Sweeping new sanctions targeting the global energy sector are redefining how supply chains operate, with regulators in the EU, US and UK introducing far-reaching measures aimed at restricting trade with major energy companies and their subsidiaries.

The EU’s nineteenth sanctions package against Russia, introduced alongside similar restrictions in the US and UK, has intensified pressure on businesses engaged in global energy trade, said Moody’s.

Beyond compliance duties, these rules are reshaping energy security, shifting supply and demand dynamics, and adding new layers of cost as shipments, insurance premiums and logistical delays reverberate across interconnected supply routes.

Since 2022, sanctions imposed by Western governments have forced a significant reconfiguration of oil flows. Russian crude deliveries to Europe have fallen by around 60%, and rerouted shipments now take twice as long to reach their destinations. Although nations outside Europe have increased their purchases, keeping total export volumes close to pre-2022 levels, the wider oil and gas market continues to face volatility. Additional geopolitical shocks, such as the Red Sea crisis, have deepened the disruption—war-risk insurance premiums for vessels crossing the region surged by up to 100%, while freight costs rose as much as 40%. In such conditions, many energy firms lack visibility across their supplier networks, leaving them exposed to cascading disruptions and heightened compliance risks.

To respond, leading energy companies are directing investment towards predictive analytics, digital compliance infrastructure and more diverse supplier networks. AI-powered platforms now enable firms to analyse thousands of data points in real time, flagging sanctioned entities, modelling rerouting options and assessing the cost and regulatory impact of shifting logistics.

The EU’s 19th sanctions package, introduced in October 2025, brought renewed attention to indirect sanctions exposure—often referred to as sanctions by extension—where shippers with no direct sanctions breaches still faced rising reinsurance costs and reduced vessel availability. Indirect exposure increases uncertainty, leading insurers and reinsurers to adjust pricing in anticipation of stricter liability regimes and potential penalties, illustrating the growing financial impact of compliance complexity. Companies that invested early in digital risk tools or secured alternative trade corridors have been able to reduce operational delays and temper these rising insurance costs.

Sanctions apply not only to directly designated entities but also to vessels, refineries and subsidiaries linked through ownership and control structures. Entities sanctioned by extension can create intricate compliance challenges, as thresholds differ across jurisdictions.

Assessing whether an organisation meets these criteria often requires aggregating ownership stakes and applying complex calculations, making manual checks increasingly unfeasible. Technology-driven due diligence is therefore becoming essential to understanding beneficial ownership, mapping subsidiary networks and identifying heightened regulatory risks before they cascade through supply chains.

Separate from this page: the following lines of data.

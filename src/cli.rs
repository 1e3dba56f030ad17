//! CLI: request documents → (chain | rules) → lowered schema
use std::path::PathBuf;
use anyhow::{anyhow, Context, Result};
use clap::{Parser, Subcommand, Args};
use colored::Colorize;
use serde::de::DeserializeOwned;
use serde_json::Value;

use schema_infer::config::Config;
use schema_infer::engine::Diagnostic;
use schema_infer::request::{ChainRequest, Outcome, RulesRequest};

// ————————————————————————————————————————————————————————————————————————————
// TYPES
// ————————————————————————————————————————————————————————————————————————————

/// infer output schemas for builder/collection chains and validation rule maps
#[derive(Parser, Debug)]
pub struct CommandLineInterface {
    #[command(subcommand)]
    cmd: Command,
}

#[derive(Subcommand, Debug)]
enum Command {
    /// type a builder or collection chain (`expr` + `scope` documents)
    Chain(Target),
    /// type a validation rule map (`rules` documents)
    Rules(Target),
}

#[derive(Args, Debug, Clone)]
struct InputSettings {
    /// JQ pre-process filter for each document; every output is one request.
    #[arg(long)]
    jq_expr: Option<String>,

    /// One or more inputs. May be literal paths or quoted glob patterns
    #[arg(long, short, num_args = 1.., required = true)]
    input: Vec<String>,
}

/// Flags win over each document's own `config`.
#[derive(Args, Debug, Clone)]
struct EngineSettings {
    /// turn unresolvable chains and catalog failures into errors
    #[arg(long, default_value_t = false)]
    strict: bool,

    /// recursion budget for type and entity resolution
    #[arg(long)]
    max_depth: Option<usize>,

    /// abort builder chains with steps unknown to both builder contracts
    #[arg(long, default_value_t = false)]
    verify_methods: bool,

    /// print what the engine degraded on
    #[arg(long, short, default_value_t = false)]
    verbose: bool,
}

#[derive(clap::Parser, Debug)]
struct Target {
    #[command(flatten)]
    input_settings: InputSettings,

    #[command(flatten)]
    engine_settings: EngineSettings,

    /// output .json file (stdout if omitted)
    #[arg(short, long)]
    out: Option<PathBuf>,
}

// ————————————————————————————————————————————————————————————————————————————
// IMPLEMENTATION
// ————————————————————————————————————————————————————————————————————————————

impl InputSettings {
    fn load_process(&self, mut apply: impl FnMut(&str, Value) -> Result<()>) -> Result<()> {
        let source_paths = resolve_file_path_patterns(&self.input)?;
        for source_path in source_paths {
            let source_path_str = source_path.to_string_lossy().to_string();
            let source = std::fs::read_to_string(&source_path)
                .with_context(|| format!("failed to read source file {source_path_str}"))?;
            let json_value = serde_json::from_str::<Value>(&source)
                .with_context(|| format!("failed to parse JSON source file {source_path_str}"))?;
            match self.jq_expr.as_ref() {
                None => apply(&source_path_str, json_value)?,
                Some(jq_expr) => {
                    let outputs = schema_infer::jq_exec::run_filter(jq_expr, &json_value).with_context(|| {
                        format!("failed to apply jq expression to source file {source_path_str}")
                    })?;
                    for json_value in outputs {
                        apply(&source_path_str, json_value)?;
                    }
                }
            }
        }
        Ok(())
    }
}

impl EngineSettings {
    fn apply(&self, config: &mut Config) {
        config.strict |= self.strict;
        config.verify_builder_methods |= self.verify_methods;
        if let Some(depth) = self.max_depth {
            config.max_depth = depth;
        }
    }

    fn report(&self, source: &str, diagnostics: &[Diagnostic]) {
        if !self.verbose {
            return;
        }
        for d in diagnostics {
            eprintln!("{} {}: {d}", "warning:".yellow().bold(), source.dimmed());
        }
    }
}

impl CommandLineInterface {
    pub fn load() -> Self {
        Self::parse()
    }

    pub fn run(&self) -> Result<()> {
        let (target, schemas) = match &self.cmd {
            Command::Chain(target) => (target, target.collect::<ChainRequest>(|req, settings| {
                settings.apply(&mut req.config);
                Ok(req.run()?)
            })?),
            Command::Rules(target) => (target, target.collect::<RulesRequest>(|req, settings| {
                settings.apply(&mut req.config);
                Ok(req.run()?)
            })?),
        };
        let schema = match <[Value; 1]>::try_from(schemas) {
            Ok([one]) => one,
            Err(many) => Value::Array(many),
        };
        let schema_src = serde_json::to_string_pretty(&schema)?;
        match target.out.as_ref() {
            Some(out) => {
                if let Some(parent) = out.parent() {
                    std::fs::create_dir_all(parent)?;
                }
                std::fs::write(out, &schema_src)
                    .with_context(|| format!("failed to write {}", out.display()))?;
            }
            None => println!("{schema_src}"),
        }
        Ok(())
    }
}

impl Target {
    /// Decode every input document as `R`, run it, and collect the schemas.
    fn collect<R: DeserializeOwned>(
        &self,
        mut run: impl FnMut(&mut R, &EngineSettings) -> Result<Outcome>,
    ) -> Result<Vec<Value>> {
        let mut schemas = Vec::new();
        self.input_settings.load_process(|source, value| {
            let mut req: R = schema_infer::path_de::from_value_with_path(value)
                .with_context(|| format!("invalid request document {source}"))?;
            let outcome = run(&mut req, &self.engine_settings)
                .with_context(|| format!("inference failed for {source}"))?;
            self.engine_settings.report(source, &outcome.diagnostics);
            schemas.push(outcome.schema);
            Ok(())
        })?;
        Ok(schemas)
    }
}

// ————————————————————————————————————————————————————————————————————————————
// INTERNAL HELPERS
// ————————————————————————————————————————————————————————————————————————————

/// Expand literal paths and quoted glob patterns, in argument order. A glob
/// that matches nothing is an error; a literal path is checked when read.
fn resolve_file_path_patterns<I>(patterns: I) -> Result<Vec<PathBuf>>
where
    I: IntoIterator,
    I::Item: AsRef<str>,
{
    let mut out = Vec::<PathBuf>::new();
    for raw in patterns {
        let pattern = raw.as_ref();
        if !pattern.contains(['*', '?', '[', '{']) {
            out.push(PathBuf::from(pattern));
            continue;
        }
        let matched = glob::glob(pattern)
            .with_context(|| format!("invalid glob pattern {pattern}"))?
            .collect::<std::result::Result<Vec<_>, _>>()?;
        if matched.is_empty() {
            return Err(anyhow!("glob pattern matched no files: {pattern}"));
        }
        out.extend(matched);
    }
    Ok(out)
}

#[cfg(test)]
mod tests {
    use super::*;

    #[test]
    fn flags_override_document_config() {
        let settings = EngineSettings { strict: true, max_depth: Some(4), verify_methods: false, verbose: false };
        let mut config = Config { verify_builder_methods: true, ..Config::default() };
        settings.apply(&mut config);
        assert!(config.strict);
        assert!(config.verify_builder_methods);
        assert_eq!(config.max_depth, 4);
    }

    #[test]
    fn parses_subcommands() {
        let cli = CommandLineInterface::try_parse_from([
            "schema-infer", "rules", "-i", "a.json", "b/*.json", "--strict", "--max-depth", "8",
        ]).unwrap();
        let Command::Rules(target) = cli.cmd else { panic!("expected rules") };
        assert_eq!(target.input_settings.input, ["a.json", "b/*.json"]);
        assert!(target.engine_settings.strict);
        assert_eq!(target.engine_settings.max_depth, Some(8));
    }

    #[test]
    fn missing_glob_matches_are_errors() {
        assert!(resolve_file_path_patterns(["/definitely/not/here/*.json"]).is_err());
        assert_eq!(resolve_file_path_patterns(["x.json"]).unwrap(), [PathBuf::from("x.json")]);
    }
}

Looking ahead, energy firms may need to examine their business relationships with unprecedented scrutiny. Detailed traceability of shipments and counterparty assessments will become critical as sanctions reshape insurance, banking and logistics operations. Non-compliance risks are severe—from financial penalties to reputational damage and even the possibility of becoming subject to sanctions themselves. With additional regulatory obligations emerging, such as the EU Deforestation Regulation and the Corporate Sustainability Reporting Directive, compliance teams face an increasingly complex landscape.

Those who succeed may be the firms that treat sanctions not merely as barriers but as drivers for operational improvement, using data, analytics and digital tools to reinforce resilience. Technology can provide clearer visibility into ownership structures, financial health, and sanction status, supporting more robust third-party risk management. As sanctions continue to evolve, adaptability and proactive risk monitoring are likely to define long-term continuity in the global energy sector.